Plains zebra tend to integrate well with other grazers, and can often be seen coexisting peacefully with wildebeest, kudu, and impala, while some birds, such as the red-billed oxpecker, often eat the ticks and insects off the hides of zebra. Other birds, such as fork-tailed drongos, carmine bee-eaters or wattled starlings (shown below), will hitch rides on the zebras’ backs and feed on anything small and edible disturbed as they stroll through the veld.
Within 15 minutes of birth, a baby zebra is able to stand up on its own, and within an hour, it is able to walk and soon after run. When the zebra reaches full maturity after one year, it is able to run at a top speed of 64km/h.

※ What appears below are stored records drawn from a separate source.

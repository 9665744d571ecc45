//! Agent binary resolution.

use std::env;
use std::path::{Path, PathBuf};

use crate::{AppError, Result};

/// Resolve `program` to an absolute path of an executable file.
///
/// A value containing a path separator is taken as a path (relative paths
/// are resolved against the current directory); a bare name is searched on
/// `PATH`.
///
/// # Errors
///
/// - `AppError::Spawn("agent binary not found: …")` if nothing matches.
/// - `AppError::Spawn("agent binary not executable: …")` if the file exists
///   but cannot be executed.
pub fn resolve_program(program: &str) -> Result<PathBuf> {
    let trimmed = program.trim();
    if trimmed.is_empty() {
        return Err(AppError::Spawn("agent binary not found: empty program".into()));
    }

    let candidate = Path::new(trimmed);
    if candidate.components().count() > 1 || candidate.is_absolute() {
        let absolute = if candidate.is_absolute() {
            candidate.to_path_buf()
        } else {
            env::current_dir()
                .map_err(|e| AppError::Spawn(format!("cannot resolve relative path {trimmed}: {e}")))?
                .join(candidate)
        };
        return check_executable(&absolute);
    }

    let mut not_executable = None;
    for dir in env::split_paths(&env::var_os("PATH").unwrap_or_default()) {
        for name in candidate_names(trimmed) {
            let path = dir.join(&name);
            if !path.is_file() {
                continue;
            }
            match check_executable(&path) {
                Ok(found) => return Ok(found),
                Err(e) => {
                    not_executable.get_or_insert(e);
                }
            }
        }
    }

    Err(not_executable
        .unwrap_or_else(|| AppError::Spawn(format!("agent binary not found: {trimmed}"))))
}

fn check_executable(path: &Path) -> Result<PathBuf> {
    if !path.exists() {
        return Err(AppError::Spawn(format!(
            "agent binary not found: {}",
            path.display()
        )));
    }
    if !path.is_file() || !is_executable(path) {
        return Err(AppError::Spawn(format!(
            "agent binary not executable: {}",
            path.display()
        )));
    }
    Ok(path.to_path_buf())
}

#[cfg(unix)]
fn is_executable(path: &Path) -> bool {
    use std::os::unix::fs::PermissionsExt;

    path.metadata()
        .map(|meta| meta.permissions().mode() & 0o111 != 0)
        .unwrap_or(false)
}

#[cfg(not(unix))]
fn is_executable(path: &Path) -> bool {
    path.is_file()
}

#[cfg(windows)]
fn candidate_names(name: &str) -> Vec<String> {
    if Path::new(name).extension().is_some() {
        return vec![name.to_owned()];
    }
    ["", ".exe", ".cmd", ".bat"]
        .iter()
        .map(|ext| format!("{name}{ext}"))
        .collect()
}

#[cfg(not(windows))]
fn candidate_names(name: &str) -> Vec<String> {
    vec![name.to_owned()]
}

While aggression amongst zebra is relatively uncommon, it’s not unknown, especially when it comes time for a stallion to fight off an imposing male who wants to breed with the stallion’s claimed mares. Inside a herd of zebra there are sub-groups, called “harems,” which consists of a male, up to six females, and any number of offspring. The male in the harem has sole breeding rights to the females, so when another male enters the equation and attempts to breed with one of these females, vicious fights involving biting and kicking often break out until one of the males retreats.

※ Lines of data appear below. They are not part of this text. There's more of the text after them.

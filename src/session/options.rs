//! Per-session options and the initial prompt.

use std::collections::BTreeMap;
use std::fmt;
use std::sync::Arc;
use std::time::Duration;

use futures_util::stream::BoxStream;
use serde_json::{Map, Value};
use tokio_util::sync::CancellationToken;

use crate::control::hooks::HookMatcher;
use crate::control::permission::CanUseTool;
use crate::mcp::McpServer;
use crate::protocol::codec::MAX_LINE_BYTES;
use crate::protocol::envelope::HookEvent;

/// Callback receiving each agent stderr line.
pub type StderrCallback = Arc<dyn Fn(&str) + Send + Sync>;

/// Default grace period between `SIGTERM` and `SIGKILL` on close.
pub const DEFAULT_CLOSE_GRACE: Duration = Duration::from_secs(5);

/// Everything a session needs besides the process launch settings.
#[derive(Clone)]
pub struct SessionOptions {
    /// Permission callback; every tool use is allowed when absent.
    pub can_use_tool: Option<CanUseTool>,
    /// Hooks keyed by event.
    pub hooks: BTreeMap<HookEvent, Vec<HookMatcher>>,
    /// In-process MCP servers keyed by name.
    pub mcp_servers: BTreeMap<String, Arc<dyn McpServer>>,
    /// Cancelling this token interrupts the agent. Cancelled before start,
    /// it yields a closed session and no process.
    pub abort: Option<CancellationToken>,
    /// Receives agent stderr lines.
    pub on_stderr: Option<StderrCallback>,
    /// Extra fields merged into the `initialize` request.
    pub initialize_extra: Map<String, Value>,
    /// Grace period for the agent to exit on close.
    pub close_grace: Duration,
    /// Longest accepted output line in bytes.
    pub max_line_bytes: usize,
}

impl Default for SessionOptions {
    fn default() -> Self {
        Self {
            can_use_tool: None,
            hooks: BTreeMap::new(),
            mcp_servers: BTreeMap::new(),
            abort: None,
            on_stderr: None,
            initialize_extra: Map::new(),
            close_grace: DEFAULT_CLOSE_GRACE,
            max_line_bytes: MAX_LINE_BYTES,
        }
    }
}

impl fmt::Debug for SessionOptions {
    fn fmt(&self, f: &mut fmt::Formatter<'_>) -> fmt::Result {
        f.debug_struct("SessionOptions")
            .field("can_use_tool", &self.can_use_tool.is_some())
            .field("hooks", &self.hooks)
            .field("mcp_servers", &self.mcp_servers.keys().collect::<Vec<_>>())
            .field("abort", &self.abort)
            .field("on_stderr", &self.on_stderr.is_some())
            .field("initialize_extra", &self.initialize_extra)
            .field("close_grace", &self.close_grace)
            .field("max_line_bytes", &self.max_line_bytes)
            .finish()
    }
}

impl SessionOptions {
    /// Set the permission callback.
    #[must_use]
    pub fn with_can_use_tool(mut self, callback: CanUseTool) -> Self {
        self.can_use_tool = Some(callback);
        self
    }

    /// Add a hook matcher for `event`.
    #[must_use]
    pub fn with_hook(mut self, event: HookEvent, matcher: HookMatcher) -> Self {
        self.hooks.entry(event).or_default().push(matcher);
        self
    }

    /// Register an in-process MCP server under `name`.
    #[must_use]
    pub fn with_mcp_server(mut self, name: impl Into<String>, server: Arc<dyn McpServer>) -> Self {
        self.mcp_servers.insert(name.into(), server);
        self
    }

    /// Set the abort token.
    #[must_use]
    pub fn with_abort(mut self, token: CancellationToken) -> Self {
        self.abort = Some(token);
        self
    }

    /// Set the stderr callback.
    #[must_use]
    pub fn with_on_stderr(mut self, callback: StderrCallback) -> Self {
        self.on_stderr = Some(callback);
        self
    }

    /// Merge `key` into the `initialize` request.
    #[must_use]
    pub fn with_initialize_field(mut self, key: impl Into<String>, value: Value) -> Self {
        self.initialize_extra.insert(key.into(), value);
        self
    }

    /// Whether the agent may send control requests that need answering
    /// after the user input ends.
    pub(crate) fn expects_control_requests(&self) -> bool {
        self.can_use_tool.is_some() || !self.hooks.is_empty() || !self.mcp_servers.is_empty()
    }
}

/// Session input.
pub enum Prompt {
    /// One user message; the input side closes after the first `result`.
    Text(String),
    /// Caller-driven stream of raw input lines; the session stays multi-turn.
    Stream(BoxStream<'static, Value>),
}

impl Prompt {
    /// Whether this is a single-turn prompt.
    #[must_use]
    pub fn is_single_turn(&self) -> bool {
        matches!(self, Self::Text(_))
    }
}

impl fmt::Debug for Prompt {
    fn fmt(&self, f: &mut fmt::Formatter<'_>) -> fmt::Result {
        match self {
            Self::Text(text) => f.debug_tuple("Text").field(text).finish(),
            Self::Stream(_) => f.write_str("Stream(..)"),
        }
    }
}

impl From<&str> for Prompt {
    fn from(text: &str) -> Self {
        Self::Text(text.to_owned())
    }
}

impl From<String> for Prompt {
    fn from(text: String) -> Self {
        Self::Text(text)
    }
}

There are two main species of zebra in South Africa: the plains zebra and the mountain zebra. The easiest way to tell apart these two apart are by their stripes. Plains zebra have stripes that wrap around their bellies while mountain zebra have white bellies. Plains zebra also tend to have fainter stripes, called shadow stripes, between their black stripes. In mountain zebra the stripes tend to wind all the down to their hooves, whereas plains zebra’s stripes tend to fade on their legs.
The Cape mountain zebra has moved off the endangered species list thanks to a significant rise in numbers in recent times. From fewer than 80 individuals in the 1950s, the species is now estimated to stand at around 5,000. The increase is due to formal protection in national parks and nature reserves. In fact, Mountain Zebra National Park was founded in 1937 to protect this species. At the time the park had just 17 mountain zebras, today the herd numbers more than 350 animals.
The plains zebra found in South Africa’s parks is considered a subspecies. Its scientific name is Equus quagga burchellii; quagga refers to the zebra’s distinctive ‘kwa-ha’ call, while burchellii is a reference to John Burchell, the explorer and naturalist.